§ **WHAT IS NEEDED**
Give the lines below again exactly, starting with the line that holds "for (mode, is_correct)" and going on through the line that holds "otherwise the window".

§ **THE RECORDS**

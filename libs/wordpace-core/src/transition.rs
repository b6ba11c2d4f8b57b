//! Level/streak state machine for submitted answers.

use crate::types::{Level, ReviewMode, Streak};

/// Outcome of folding one answer into a word's state.
#[derive(Debug, Clone, Copy, PartialEq, Eq)]
pub struct AnswerOutcome {
    pub level: Level,
    pub streak: Streak,
    /// Points this answer contributes to the learner's total score.
    pub score: i64,
}

/// Fold one answer into the prior (level, streak) of a word.
///
/// Learn mode restarts the pair at the bottom regardless of correctness.
/// Review mode promotes on a correct answer (scoring the level held
/// before the promotion) and demotes on a miss, resetting the streak.
pub fn apply_answer(
    mode: ReviewMode,
    is_correct: bool,
    level: Level,
    streak: Streak,
) -> AnswerOutcome {
    match mode {
        ReviewMode::Learn => AnswerOutcome {
            level: Level::MIN,
            streak: Streak::MIN,
            score: 1,
        },
        ReviewMode::Review if !is_correct => AnswerOutcome {
            level: level.demoted(),
            streak: streak.reset(),
            score: 0,
        },
        ReviewMode::Review => AnswerOutcome {
            level: level.promoted(),
            streak: streak.advanced(),
            score: level.get() as i64,
        },
    }
}

#[cfg(test)]
mod tests {
    use super::*;
    use pretty_assertions::assert_eq;

    #[test]
    fn learn_restarts_pair_and_scores_one() {
        let outcome = apply_answer(ReviewMode::Learn, true, Level::new(4), Streak::new(9));
        assert_eq!(outcome.level, Level::MIN);
        assert_eq!(outcome.streak, Streak::MIN);
        assert_eq!(outcome.score, 1);
    }

    #[test]
    fn learn_ignores_correctness() {
        let right = apply_answer(ReviewMode::Learn, true, Level::new(3), Streak::new(5));
        let wrong = apply_answer(ReviewMode::Learn, false, Level::new(3), Streak::new(5));
        assert_eq!(right, wrong);
    }

    #[test]
    fn correct_review_promotes_and_scores_prior_level() {
        let outcome = apply_answer(ReviewMode::Review, true, Level::new(3), Streak::new(4));
        assert_eq!(outcome.level, Level::new(4));
        assert_eq!(outcome.streak, Streak::new(5));
        assert_eq!(outcome.score, 3);
    }

    #[test]
    fn correct_review_saturates_at_top() {
        let outcome = apply_answer(ReviewMode::Review, true, Level::MAX, Streak::MAX);
        assert_eq!(outcome.level, Level::MAX);
        assert_eq!(outcome.streak, Streak::MAX);
        assert_eq!(outcome.score, 5);
    }

    #[test]
    fn incorrect_review_demotes_and_resets_streak() {
        let outcome = apply_answer(ReviewMode::Review, false, Level::new(3), Streak::new(7));
        assert_eq!(outcome.level, Level::new(2));
        assert_eq!(outcome.streak, Streak::MIN);
        assert_eq!(outcome.score, 0);
    }

    #[test]
    fn incorrect_review_at_level_one_stays_at_level_one() {
        let outcome = apply_answer(ReviewMode::Review, false, Level::MIN, Streak::new(2));
        assert_eq!(outcome.level, Level::MIN);
        assert_eq!(outcome.streak, Streak::MIN);
    }

    #[test]
    fn outcomes_hold_invariants_across_the_grid() {
        for level in 1..=5u8 {
            for streak in 1..=10u8 {
                for (mode, is_correct) in [
                    (ReviewMode::Learn, true),
                    (ReviewMode::Review, true),
                    (ReviewMode::Review, false),
                ] {
                    let outcome =
                        apply_answer(mode, is_correct, Level::new(level), Streak::new(streak));
                    assert!((1..=5).contains(&outcome.level.get()));
                    assert!((1..=10).contains(&outcome.streak.get()));
                    assert!(outcome.score >= 0);
                }
            }
        }
    }
}
//! Interval scheduling for word reviews.
//!
//! Intervals grow with mastery level and streak, scaled by the question
//! format, plus a random minute offset so a batch of words does not come
//! due at the same instant.

use chrono::{DateTime, Duration, Utc};
use rand::Rng;

use crate::types::{Level, QuestionFormat, Streak, TimeRemaining};

/// Base interval in hours for each mastery level, index `level - 1`.
pub const LEVEL_BASE_HOURS: [f64; 5] = [0.5, 2.5, 12.5, 62.5, 312.5];

/// Minutes the review-ready window extends past the earliest due word.
pub const REVIEW_WINDOW_MINUTES: i64 = 60;

/// Hours until the next review for a given state, before jitter.
pub fn base_interval_hours(level: Level, streak: Streak, format: QuestionFormat) -> f64 {
    streak.get() as f64 * format.multiplier() * LEVEL_BASE_HOURS[(level.get() - 1) as usize]
}

/// Next due time: `now` plus the base interval plus 0-59 random minutes.
pub fn next_review_at<R: Rng + ?Sized>(
    level: Level,
    streak: Streak,
    format: QuestionFormat,
    now: DateTime<Utc>,
    rng: &mut R,
) -> DateTime<Utc> {
    let base_seconds = (base_interval_hours(level, streak, format) * 3600.0).round() as i64;
    let jitter_minutes = rng.gen_range(0..60);
    now + Duration::seconds(base_seconds) + Duration::minutes(jitter_minutes)
}

/// Cutoff of the review-ready window.
///
/// A learner with no scheduled words gets `now`; otherwise the window
/// extends [`REVIEW_WINDOW_MINUTES`] past the earliest due word, never
/// behind `now`.
pub fn review_cutoff(
    min_next_review: Option<DateTime<Utc>>,
    now: DateTime<Utc>,
) -> DateTime<Utc> {
    match min_next_review {
        Some(min_next) => (min_next + Duration::minutes(REVIEW_WINDOW_MINUTES)).max(now),
        None => now,
    }
}

/// Wall-clock time left until `cutoff`, zeroed once it has passed.
pub fn time_until(cutoff: DateTime<Utc>, now: DateTime<Utc>) -> TimeRemaining {
    let total_seconds = (cutoff - now).num_seconds();
    if total_seconds < 0 {
        return TimeRemaining::ZERO;
    }
    TimeRemaining {
        hours: total_seconds / 3600,
        minutes: total_seconds % 3600 / 60,
        seconds: total_seconds % 60,
    }
}
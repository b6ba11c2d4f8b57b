//! Batch answer processing.

use chrono::Utc;
use uuid::Uuid;

use wordpace_core::{apply_answer, ReviewMode, ReviewState};

use crate::error::{EngineError, Result};
use crate::keys;
use crate::models::{BatchResult, SubmitBatchRequest, WordProgress};
use crate::store::ProgressBatch;
use crate::ProgressEngine;

impl ProgressEngine {
    /// Commit one session's answers.
    ///
    /// Validates the batch, resolves every content reference, folds each
    /// answer through the state machine, and commits word states, lesson
    /// completion, course enrollment, and the score delta as one
    /// transaction. Nothing is written when validation or resolution
    /// fails. After the commit the learner's cached views are dropped;
    /// a cache failure there only logs, TTL expiry catches up.
    pub async fn submit_review_batch(
        &self,
        learner_id: Uuid,
        request: SubmitBatchRequest,
    ) -> Result<BatchResult> {
        let now = Utc::now();

        if request.mode == ReviewMode::Learn && request.lesson_id.is_none() {
            return Err(EngineError::Validation(
                "learn batches must reference a lesson".to_string(),
            ));
        }
        if request.mode == ReviewMode::Review {
            if let Some(answer) = request.words.iter().find(|a| a.is_correct.is_none()) {
                return Err(EngineError::Validation(format!(
                    "review answer for word {} is missing is_correct",
                    answer.word_id
                )));
            }
        }

        let lesson = match request.lesson_id {
            Some(lesson_id) => Some(
                self.catalog
                    .lesson(lesson_id)
                    .await?
                    .ok_or_else(|| EngineError::NotFound(format!("lesson {}", lesson_id)))?,
            ),
            None => None,
        };

        let word_ids: Vec<i64> = request.words.iter().map(|a| a.word_id).collect();
        let resolved = self.catalog.words(&word_ids).await?;
        for (answer, word) in request.words.iter().zip(&resolved) {
            if word.is_none() {
                return Err(EngineError::NotFound(format!("word {}", answer.word_id)));
            }
        }

        let mut states = Vec::with_capacity(request.words.len());
        let mut score_delta = 0;
        for answer in &request.words {
            let outcome = apply_answer(
                request.mode,
                answer.is_correct.unwrap_or(true),
                answer.level,
                answer.streak,
            );
            score_delta += outcome.score;

            let next_review_at =
                self.schedule_next_review(outcome.level, outcome.streak, answer.question_format, now);
            states.push(WordProgress {
                learner_id,
                word_id: answer.word_id,
                state: ReviewState {
                    level: outcome.level,
                    streak: outcome.streak,
                    next_review_at,
                    last_reviewed_at: now,
                },
                learned_at: now,
            });
        }

        // Only learn batches cascade into lesson and course records; a
        // lesson without a parent course ends the cascade early.
        let (lesson_id, course_id) = match (request.mode, &lesson) {
            (ReviewMode::Learn, Some(lesson)) => (Some(lesson.id), lesson.course_id),
            _ => (None, None),
        };

        self.store
            .commit_batch(ProgressBatch {
                learner_id,
                submitted_at: now,
                states,
                lesson_id,
                course_id,
                score_delta,
            })
            .await?;

        tracing::debug!(
            "committed {} batch of {} words for learner {} (score delta {})",
            request.mode.as_str(),
            word_ids.len(),
            learner_id,
            score_delta
        );

        if let Err(error) = self
            .cache
            .delete_by_prefix(&keys::learner_prefix(learner_id))
            .await
        {
            tracing::warn!(
                "cache invalidation failed for learner {}: {}",
                learner_id,
                error
            );
        }

        // Reload committed rows so the result carries the stored
        // learned_at, not the batch timestamp.
        let mut words = Vec::with_capacity(word_ids.len());
        for &word_id in &word_ids {
            let row = self
                .store
                .word_state(learner_id, word_id)
                .await?
                .ok_or_else(|| {
                    EngineError::Store(format!("word {} missing after commit", word_id))
                })?;
            words.push(row);
        }

        Ok(BatchResult {
            mode: request.mode,
            lesson_id: request.lesson_id,
            words,
        })
    }
}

§ **EXERCISE RESPONSE**
                for (mode, is_correct) in [
                    (ReviewMode::Learn, true),
                    (ReviewMode::Review, true),
                    (ReviewMode::Review, false),
                ] {
                    let outcome =
                        apply_answer(mode, is_correct, Level::new(level), Streak::new(streak));
                    assert!((1..=5).contains(&outcome.level.get()));
                    assert!((1..=10).contains(&outcome.streak.get()));
                    assert!(outcome.score >= 0);
                }
            }
        }
    }
}
//! Interval scheduling for word reviews.
//!
//! Intervals grow with mastery level and streak, scaled by the question
//! format, plus a random minute offset so a batch of words does not come
//! due at the same instant.

use chrono::{DateTime, Duration, Utc};
use rand::Rng;

use crate::types::{Level, QuestionFormat, Streak, TimeRemaining};

/// Base interval in hours for each mastery level, index `level - 1`.
pub const LEVEL_BASE_HOURS: [f64; 5] = [0.5, 2.5, 12.5, 62.5, 312.5];

/// Minutes the review-ready window extends past the earliest due word.
pub const REVIEW_WINDOW_MINUTES: i64 = 60;

/// Hours until the next review for a given state, before jitter.
pub fn base_interval_hours(level: Level, streak: Streak, format: QuestionFormat) -> f64 {
    streak.get() as f64 * format.multiplier() * LEVEL_BASE_HOURS[(level.get() - 1) as usize]
}

/// Next due time: `now` plus the base interval plus 0-59 random minutes.
pub fn next_review_at<R: Rng + ?Sized>(
    level: Level,
    streak: Streak,
    format: QuestionFormat,
    now: DateTime<Utc>,
    rng: &mut R,
) -> DateTime<Utc> {
    let base_seconds = (base_interval_hours(level, streak, format) * 3600.0).round() as i64;
    let jitter_minutes = rng.gen_range(0..60);
    now + Duration::seconds(base_seconds) + Duration::minutes(jitter_minutes)
}

/// Cutoff of the review-ready window.
///
/// A learner with no scheduled words gets `now`; otherwise the window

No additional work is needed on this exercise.